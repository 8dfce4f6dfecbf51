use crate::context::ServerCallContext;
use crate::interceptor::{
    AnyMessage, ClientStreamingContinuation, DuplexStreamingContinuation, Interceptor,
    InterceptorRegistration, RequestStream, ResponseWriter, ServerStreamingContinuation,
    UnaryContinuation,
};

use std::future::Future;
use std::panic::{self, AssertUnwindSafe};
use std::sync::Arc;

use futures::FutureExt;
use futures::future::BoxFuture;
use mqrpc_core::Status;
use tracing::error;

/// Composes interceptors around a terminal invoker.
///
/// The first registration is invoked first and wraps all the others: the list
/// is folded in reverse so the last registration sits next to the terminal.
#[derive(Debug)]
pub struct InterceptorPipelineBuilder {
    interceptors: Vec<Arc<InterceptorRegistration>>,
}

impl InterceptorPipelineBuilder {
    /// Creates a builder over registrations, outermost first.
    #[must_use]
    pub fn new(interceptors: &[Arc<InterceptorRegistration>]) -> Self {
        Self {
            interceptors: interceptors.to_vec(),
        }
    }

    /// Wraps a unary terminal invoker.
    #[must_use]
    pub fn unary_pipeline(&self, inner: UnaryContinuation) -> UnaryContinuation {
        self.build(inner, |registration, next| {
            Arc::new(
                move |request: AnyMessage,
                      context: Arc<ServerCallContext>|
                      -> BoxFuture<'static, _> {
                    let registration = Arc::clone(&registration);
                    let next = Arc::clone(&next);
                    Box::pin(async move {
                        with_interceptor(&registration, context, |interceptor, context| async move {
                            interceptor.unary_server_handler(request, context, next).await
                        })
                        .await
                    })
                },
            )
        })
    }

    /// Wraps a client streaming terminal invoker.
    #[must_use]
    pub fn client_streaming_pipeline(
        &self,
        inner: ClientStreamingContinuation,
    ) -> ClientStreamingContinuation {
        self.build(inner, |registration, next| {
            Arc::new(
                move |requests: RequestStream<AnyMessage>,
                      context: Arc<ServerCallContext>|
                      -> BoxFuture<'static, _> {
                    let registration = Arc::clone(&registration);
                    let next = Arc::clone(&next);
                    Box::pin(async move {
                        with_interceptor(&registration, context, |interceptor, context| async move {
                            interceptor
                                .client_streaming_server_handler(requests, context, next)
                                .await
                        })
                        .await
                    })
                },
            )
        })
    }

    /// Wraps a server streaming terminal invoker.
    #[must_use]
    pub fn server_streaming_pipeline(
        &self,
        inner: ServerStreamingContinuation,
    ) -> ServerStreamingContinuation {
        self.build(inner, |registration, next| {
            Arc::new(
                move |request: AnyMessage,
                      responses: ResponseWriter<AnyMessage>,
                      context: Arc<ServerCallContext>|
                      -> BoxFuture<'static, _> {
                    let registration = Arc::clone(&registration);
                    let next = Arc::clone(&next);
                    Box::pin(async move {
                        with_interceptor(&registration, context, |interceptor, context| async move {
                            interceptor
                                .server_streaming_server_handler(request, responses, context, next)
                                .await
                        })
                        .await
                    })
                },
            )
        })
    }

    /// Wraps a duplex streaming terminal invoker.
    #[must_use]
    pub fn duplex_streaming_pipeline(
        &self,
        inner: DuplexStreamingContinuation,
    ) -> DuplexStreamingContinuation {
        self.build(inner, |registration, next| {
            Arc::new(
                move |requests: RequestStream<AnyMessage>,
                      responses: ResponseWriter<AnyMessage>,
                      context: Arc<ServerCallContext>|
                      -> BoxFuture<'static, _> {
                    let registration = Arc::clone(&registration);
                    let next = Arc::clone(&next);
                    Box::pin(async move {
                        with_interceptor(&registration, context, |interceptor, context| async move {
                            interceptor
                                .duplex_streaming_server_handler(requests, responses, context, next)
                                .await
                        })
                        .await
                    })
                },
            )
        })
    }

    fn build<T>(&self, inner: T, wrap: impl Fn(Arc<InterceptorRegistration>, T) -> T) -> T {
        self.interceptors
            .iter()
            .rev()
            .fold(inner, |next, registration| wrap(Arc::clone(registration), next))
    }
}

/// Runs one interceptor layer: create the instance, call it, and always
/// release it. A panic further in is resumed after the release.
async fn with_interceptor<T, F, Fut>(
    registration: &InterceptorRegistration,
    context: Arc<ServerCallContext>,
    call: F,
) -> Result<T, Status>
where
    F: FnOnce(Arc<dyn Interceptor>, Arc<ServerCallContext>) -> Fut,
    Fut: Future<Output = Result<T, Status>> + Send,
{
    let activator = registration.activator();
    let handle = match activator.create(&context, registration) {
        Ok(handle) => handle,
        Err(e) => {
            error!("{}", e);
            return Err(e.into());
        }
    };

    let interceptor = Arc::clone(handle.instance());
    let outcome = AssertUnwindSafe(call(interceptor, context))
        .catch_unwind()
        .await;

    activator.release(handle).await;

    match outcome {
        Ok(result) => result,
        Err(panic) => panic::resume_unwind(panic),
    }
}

____________

PROBLEM STATEMENT> All of the material above must be transcribed exactly, with no line dropped.

SOLUTION TO THIS TASK>
repository 8dfce4f6dfecbf51
use crate::context::ServerCallContext;
use crate::interceptor::{
    AnyMessage, ClientStreamingContinuation, DuplexStreamingContinuation, Interceptor,
    InterceptorRegistration, RequestStream, ResponseWriter, ServerStreamingContinuation,
    UnaryContinuation,
};

use std::future::Future;
use std::panic::{self, AssertUnwindSafe};
use std::sync::Arc;

use futures::FutureExt;
use futures::future::BoxFuture;
use mqrpc_core::Status;
use tracing::error;

/// Composes interceptors around a terminal invoker.
///
/// The first registration is invoked first and wraps all the others: the list
/// is folded in reverse so the last registration sits next to the terminal.
#[derive(Debug)]
pub struct InterceptorPipelineBuilder {
    interceptors: Vec<Arc<InterceptorRegistration>>,
}

impl InterceptorPipelineBuilder {
    /// Creates a builder over registrations, outermost first.
    #[must_use]
    pub fn new(interceptors: &[Arc<InterceptorRegistration>]) -> Self {
        Self {
            interceptors: interceptors.to_vec(),
        }
    }

    /// Wraps a unary terminal invoker.
    #[must_use]
    pub fn unary_pipeline(&self, inner: UnaryContinuation) -> UnaryContinuation {
        self.build(inner, |registration, next| {
            Arc::new(
                move |request: AnyMessage,
                      context: Arc<ServerCallContext>|
                      -> BoxFuture<'static, _> {
                    let registration = Arc::clone(&registration);
                    let next = Arc::clone(&next);
                    Box::pin(async move {
                        with_interceptor(&registration, context, |interceptor, context| async move {
                            interceptor.unary_server_handler(request, context, next).await
                        })
                        .await
                    })
                },
            )
        })
    }

    /// Wraps a client streaming terminal invoker.
    #[must_use]
    pub fn client_streaming_pipeline(
        &self,
        inner: ClientStreamingContinuation,
    ) -> ClientStreamingContinuation {
        self.build(inner, |registration, next| {
            Arc::new(
                move |requests: RequestStream<AnyMessage>,
                      context: Arc<ServerCallContext>|
                      -> BoxFuture<'static, _> {
                    let registration = Arc::clone(&registration);
                    let next = Arc::clone(&next);
                    Box::pin(async move {
                        with_interceptor(&registration, context, |interceptor, context| async move {
                            interceptor
                                .client_streaming_server_handler(requests, context, next)
                                .await
                        })
                        .await
                    })
                },
            )
        })
    }

    /// Wraps a server streaming terminal invoker.
    #[must_use]
    pub fn server_streaming_pipeline(
        &self,
        inner: ServerStreamingContinuation,
    ) -> ServerStreamingContinuation {
        self.build(inner, |registration, next| {
            Arc::new(
                move |request: AnyMessage,
                      responses: ResponseWriter<AnyMessage>,
                      context: Arc<ServerCallContext>|
                      -> BoxFuture<'static, _> {
                    let registration = Arc::clone(&registration);
                    let next = Arc::clone(&next);
                    Box::pin(async move {
                        with_interceptor(&registration, context, |interceptor, context| async move {
                            interceptor
                                .server_streaming_server_handler(request, responses, context, next)
                                .await
                        })
                        .await
                    })
                },
            )
        })
    }

    /// Wraps a duplex streaming terminal invoker.
    #[must_use]
    pub fn duplex_streaming_pipeline(
        &self,
        inner: DuplexStreamingContinuation,
    ) -> DuplexStreamingContinuation {
        self.build(inner, |registration, next| {
            Arc::new(
                move |requests: RequestStream<AnyMessage>,
                      responses: ResponseWriter<AnyMessage>,
                      context: Arc<ServerCallContext>|
                      -> BoxFuture<'static, _> {
                    let registration = Arc::clone(&registration);
                    let next = Arc::clone(&next);
                    Box::pin(async move {
                        with_interceptor(&registration, context, |interceptor, context| async move {
                            interceptor
                                .duplex_streaming_server_handler(requests, responses, context, next)
                                .await
                        })
                        .await
                    })
                },
            )
        })
    }

    fn build<T>(&self, inner: T, wrap: impl Fn(Arc<InterceptorRegistration>, T) -> T) -> T {
        self.interceptors
            .iter()
            .rev()
            .fold(inner, |next, registration| wrap(Arc::clone(registration), next))
    }
}

/// Runs one interceptor layer: create the instance, call it, and always
/// release it. A panic further in is resumed after the release.
async fn with_interceptor<T, F, Fut>(
    registration: &InterceptorRegistration,
    context: Arc<ServerCallContext>,
    call: F,
) -> Result<T, Status>
where
    F: FnOnce(Arc<dyn Interceptor>, Arc<ServerCallContext>) -> Fut,
    Fut: Future<Output = Result<T, Status>> + Send,
{
    let activator = registration.activator();
    let handle = match activator.create(&context, registration) {
        Ok(handle) => handle,
        Err(e) => {
            error!("{}", e);
            return Err(e.into());
        }
    };

    let interceptor = Arc::clone(handle.instance());
    let outcome = AssertUnwindSafe(call(interceptor, context))
        .catch_unwind()
        .await;

    activator.release(handle).await;

    match outcome {
        Ok(result) => result,
        Err(panic) => panic::resume_unwind(panic),
    }
}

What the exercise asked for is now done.